Me suelto de su agarre con un movimiento brusco y le echo una mirada asesina antes de salir corriendo hasta el muro donde intento protegerme, el nórdico imperial sale corriendo detrás de mi hasta que me alcanza, entonces el dragón aparece detrás del muro posándose en el y yo me muevo con brusquedad intentando buscar una salida pero el hombre me sujeta fuertemente contra el muro antes de que pueda zafarme de su agarre el dragón comienza a escupir fuego por encima de nuestras cabezas.

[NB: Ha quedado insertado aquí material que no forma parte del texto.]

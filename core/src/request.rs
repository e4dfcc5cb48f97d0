use std::mem;
use std::str::FromStr;

use http::header::HeaderName;
use http::uri::Authority;
use http::uri::PathAndQuery;
use http::uri::Scheme;
use http::HeaderMap;
use http::Method;
use http::Uri;
use percent_encoding::utf8_percent_encode;
use percent_encoding::AsciiSet;
use percent_encoding::NON_ALPHANUMERIC;

use crate::{Error, Result};

/// Characters kept as-is when query pairs are written back to the uri.
///
/// Everything outside the RFC 3986 unreserved set is escaped.
const QUERY_ENCODE_SET: &AsciiSet = &NON_ALPHANUMERIC
    .remove(b'-')
    .remove(b'.')
    .remove(b'_')
    .remove(b'~');

/// Signing context for request.
///
/// It is a read/write projection of `http::request::Parts`: headers are taken
/// out of the request to avoid copies and put back by [`SigningRequest::apply`].
#[derive(Debug)]
pub struct SigningRequest {
    /// HTTP method.
    pub method: Method,
    /// HTTP scheme.
    pub scheme: Scheme,
    /// HTTP authority.
    pub authority: Authority,
    /// HTTP path, exactly as present in the uri (still percent encoded).
    pub path: String,
    /// HTTP query parameters, percent decoded, in request order.
    ///
    /// A name may appear more than once.
    pub query: Vec<(String, String)>,
    /// HTTP headers.
    pub headers: HeaderMap,
}

impl SigningRequest {
    /// Build a signing context from http::request::Parts.
    pub fn build(parts: &mut http::request::Parts) -> Result<Self> {
        let uri = mem::take(&mut parts.uri).into_parts();
        let paq = uri
            .path_and_query
            .unwrap_or_else(|| PathAndQuery::from_static("/"));

        Ok(SigningRequest {
            method: parts.method.clone(),
            scheme: uri.scheme.unwrap_or(Scheme::HTTP),
            authority: uri.authority.ok_or_else(|| {
                Error::request_invalid("request without authority is invalid for signing")
            })?,
            path: paq.path().to_string(),
            query: paq
                .query()
                .map(|v| {
                    form_urlencoded::parse(v.as_bytes())
                        .map(|(k, v)| (k.into_owned(), v.into_owned()))
                        .collect()
                })
                .unwrap_or_default(),

            // Take the headers out of the request to avoid copy.
            // We will return it back when apply the context.
            headers: mem::take(&mut parts.headers),
        })
    }

    /// Apply the signing context back to http::request::Parts.
    ///
    /// Query pairs are percent encoded again, so a value that arrived as
    /// `a%2Fb` or `a/b` is written back as `a%2Fb`.
    pub fn apply(mut self, parts: &mut http::request::Parts) -> Result<()> {
        // Return headers back.
        mem::swap(&mut parts.headers, &mut self.headers);
        parts.method = self.method;
        parts.uri = {
            let mut uri_parts = mem::take(&mut parts.uri).into_parts();
            uri_parts.scheme = Some(self.scheme);
            uri_parts.authority = Some(self.authority);
            uri_parts.path_and_query = {
                let mut paq = self.path;
                for (i, (k, v)) in self.query.iter().enumerate() {
                    paq.push(if i == 0 { '?' } else { '&' });
                    paq.extend(utf8_percent_encode(k, QUERY_ENCODE_SET));
                    if !v.is_empty() {
                        paq.push('=');
                        paq.extend(utf8_percent_encode(v, QUERY_ENCODE_SET));
                    }
                }

                Some(PathAndQuery::from_str(&paq)?)
            };
            Uri::from_parts(uri_parts)?
        };

        Ok(())
    }

    /// Push a new query pair into query list.
    #[inline]
    pub fn query_push(&mut self, key: impl Into<String>, value: impl Into<String>) {
        self.query.push((key.into(), value.into()));
    }

    /// Push an already encoded query string like `sv=...&sig=...` into query list.
    pub fn query_append(&mut self, query: &str) {
        let query = query.trim_start_matches('?');
        self.query.extend(
            form_urlencoded::parse(query.as_bytes()).map(|(k, v)| (k.into_owned(), v.into_owned())),
        );
    }

    /// Get header value by name.
    ///
    /// Returns empty string if header not found. If the header repeats, the
    /// first value is returned.
    #[inline]
    pub fn header_get_or_default(&self, key: &HeaderName) -> Result<&str> {
        match self.headers.get(key) {
            Some(v) => Ok(v.to_str()?),
            None => Ok(""),
        }
    }

    /// Get `(name, value)` of every header whose name starts with `prefix`.
    ///
    /// The comparison is case-insensitive, names are returned in lower case.
    /// Only the first value of a repeated header is returned. The result is
    /// not sorted.
    pub fn header_to_vec_with_prefix(&self, prefix: &str) -> Result<Vec<(String, String)>> {
        let prefix = prefix.to_ascii_lowercase();

        self.headers
            .keys()
            // HeaderName is always stored in lower case.
            .filter(|k| k.as_str().starts_with(&prefix))
            .map(|k| {
                let v = self.header_get_or_default(k)?;
                Ok((k.as_str().to_string(), v.to_string()))
            })
            .collect()
    }
}
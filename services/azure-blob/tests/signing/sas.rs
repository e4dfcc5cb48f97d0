use blobsign_azure_blob::{
    BlobClient, BlobSasPermissions, Credential, DelegationGrant, Error, SasProtocol,
};
use blobsign_core::time::{now, parse_rfc3339};
use blobsign_core::{Context, ErrorKind};
use pretty_assertions::assert_eq;

use crate::AZURITE_KEY;

fn client() -> BlobClient {
    BlobClient::new(
        Context::new(),
        Credential::with_shared_key("devstoreaccount1", AZURITE_KEY),
    )
}

#[test]
fn test_sas_url() {
    let grant = DelegationGrant::new(
        "images",
        "a b.png",
        BlobSasPermissions::read_only(),
        parse_rfc3339("2024-01-09T03:04:05Z").unwrap(),
    )
    .with_protocol(SasProtocol::Https);

    assert_eq!(
        client().sas_url(grant).unwrap(),
        "https://devstoreaccount1.blob.core.windows.net/images/a%20b.png\
         ?sv=2022-11-02&sp=r&sr=b&se=2024-01-09T03%3A04%3A05Z&spr=https\
         &sig=VoccePJJiUmOKowxXQLVDlMx76m4fFBBjgAvC9Hp7JY%3D"
    );
}

#[test]
fn test_shareable_url_expiry_follows_days() {
    let before = now();
    let url = client().shareable_url("images", "a.png", 3).unwrap();

    let query = url.split_once('?').unwrap().1;
    let se = form_urlencoded::parse(query.as_bytes())
        .find(|(k, _)| k == "se")
        .map(|(_, v)| v.into_owned())
        .unwrap();
    let expiry = parse_rfc3339(&se).unwrap();

    let days = (expiry - before).num_seconds() as f64 / 86400.0;
    assert!((2.99..=3.01).contains(&days), "expiry is {days} days away");
}

#[test]
fn test_shareable_url_without_grant() {
    assert_eq!(
        client().shareable_url("images", "a.png", 0).unwrap(),
        "https://devstoreaccount1.blob.core.windows.net/images/a.png"
    );
}

#[test]
fn test_shareable_url_rejects_negative_days() {
    let Err(Error::Fatal(err)) = client().shareable_url("images", "a.png", -3) else {
        panic!("negative days must be rejected");
    };
    assert_eq!(err.kind(), ErrorKind::ConfigInvalid);
}

#[test]
fn test_sas_signatures_differ_per_blob() {
    let expiry = parse_rfc3339("2024-01-09T03:04:05Z").unwrap();
    let a = client()
        .sas_url(DelegationGrant::new("images", "a.png", BlobSasPermissions::read_only(), expiry))
        .unwrap();
    let b = client()
        .sas_url(DelegationGrant::new("images", "b.png", BlobSasPermissions::read_only(), expiry))
        .unwrap();

    assert_ne!(a.split_once("sig=").unwrap().1, b.split_once("sig=").unwrap().1);
}

#[test]
fn test_sas_url_for_container_grant() {
    let grant = DelegationGrant::for_container(
        "images",
        BlobSasPermissions::read_only(),
        parse_rfc3339("2024-01-09T03:04:05Z").unwrap(),
    );

    let url = client().sas_url(grant).unwrap();
    assert!(
        url.starts_with("https://devstoreaccount1.blob.core.windows.net/images?"),
        "got {url}"
    );
    assert!(url.contains("&sr=c&"));
}

#[test]
fn test_sas_url_rejects_blob_grant_without_name() {
    let grant = DelegationGrant::new(
        "images",
        "",
        BlobSasPermissions::read_only(),
        parse_rfc3339("2024-01-09T03:04:05Z").unwrap(),
    );

    let Err(Error::Fatal(err)) = client().sas_url(grant) else {
        panic!("a blob grant needs a blob name");
    };
    assert_eq!(err.kind(), ErrorKind::ConfigInvalid);
}
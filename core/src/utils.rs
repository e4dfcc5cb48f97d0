//! Utility functions and types.

use std::fmt;

/// Redact hides a secret when it is formatted with `{:?}`.
///
/// Account keys and SAS tokens are long, so values with 12 or more
/// characters keep their first and last three characters to tell keys
/// apart. Shorter values are fully masked, empty values print `EMPTY`.
#[derive(Clone, Copy)]
pub struct Redact<'a>(&'a str);

impl Redact<'_> {
    const VISIBLE: usize = 3;
    const MIN_PARTIAL: usize = 12;
}

impl<'a> From<&'a str> for Redact<'a> {
    fn from(value: &'a str) -> Self {
        Redact(value)
    }
}

impl<'a> From<&'a String> for Redact<'a> {
    fn from(value: &'a String) -> Self {
        Redact(value)
    }
}

impl<'a> From<&'a Option<String>> for Redact<'a> {
    fn from(value: &'a Option<String>) -> Self {
        Redact(value.as_deref().unwrap_or_default())
    }
}

impl fmt::Debug for Redact<'_> {
    fn fmt(&self, f: &mut fmt::Formatter<'_>) -> fmt::Result {
        let v = self.0;
        if v.is_empty() {
            return f.write_str("EMPTY");
        }
        // Keys are ascii base64, but a non-ascii value must not panic on slicing.
        if v.len() < Self::MIN_PARTIAL || !v.is_ascii() {
            return f.write_str("***");
        }

        let (head, tail) = (&v[..Self::VISIBLE], &v[v.len() - Self::VISIBLE..]);
        write!(f, "{head}***{tail}")
    }
}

Me ha salvado la vida, no lo entiendo, seguro que lo hace para no quedar mal ante sus superiores después de haber dejado que escapasen todos los prisioneros… pero ahora no importa, en cuanto el dragón emprende el vuelo salgo corriendo esquivando y saltando los cuerpos carbonizados hasta llegar a un campo abierto en el que no hay salida ya que las murallas lo rodean todo y solo hay un montón de torres de piedra, No hay salida…
Entonces aparece Radolf cruzándose en nuestro camino y mientras los dos discuten yo observo al dragón volando y escupiendo fuego a los arqueros y magos imperiales, y lo vuelvo a oír las palabras como si hablara en una lengua antigua, no sé si el resto es capaz de escucharlo pero es un sonido que me horroriza y a la vez me es inevitable apartar la mirada.
-Elfo… hey ! Ven con migo.
-Prisionero! Debemos irnos.
Me dicen a la vez los dos hombres esperando que elija y obviamente no soy tan idiota como para irme con el nórdico imperial, que no se a que juega con lo de intentar hacerse el héroe con migo, así que corro con Ralof dentro de una de las torres de piedra.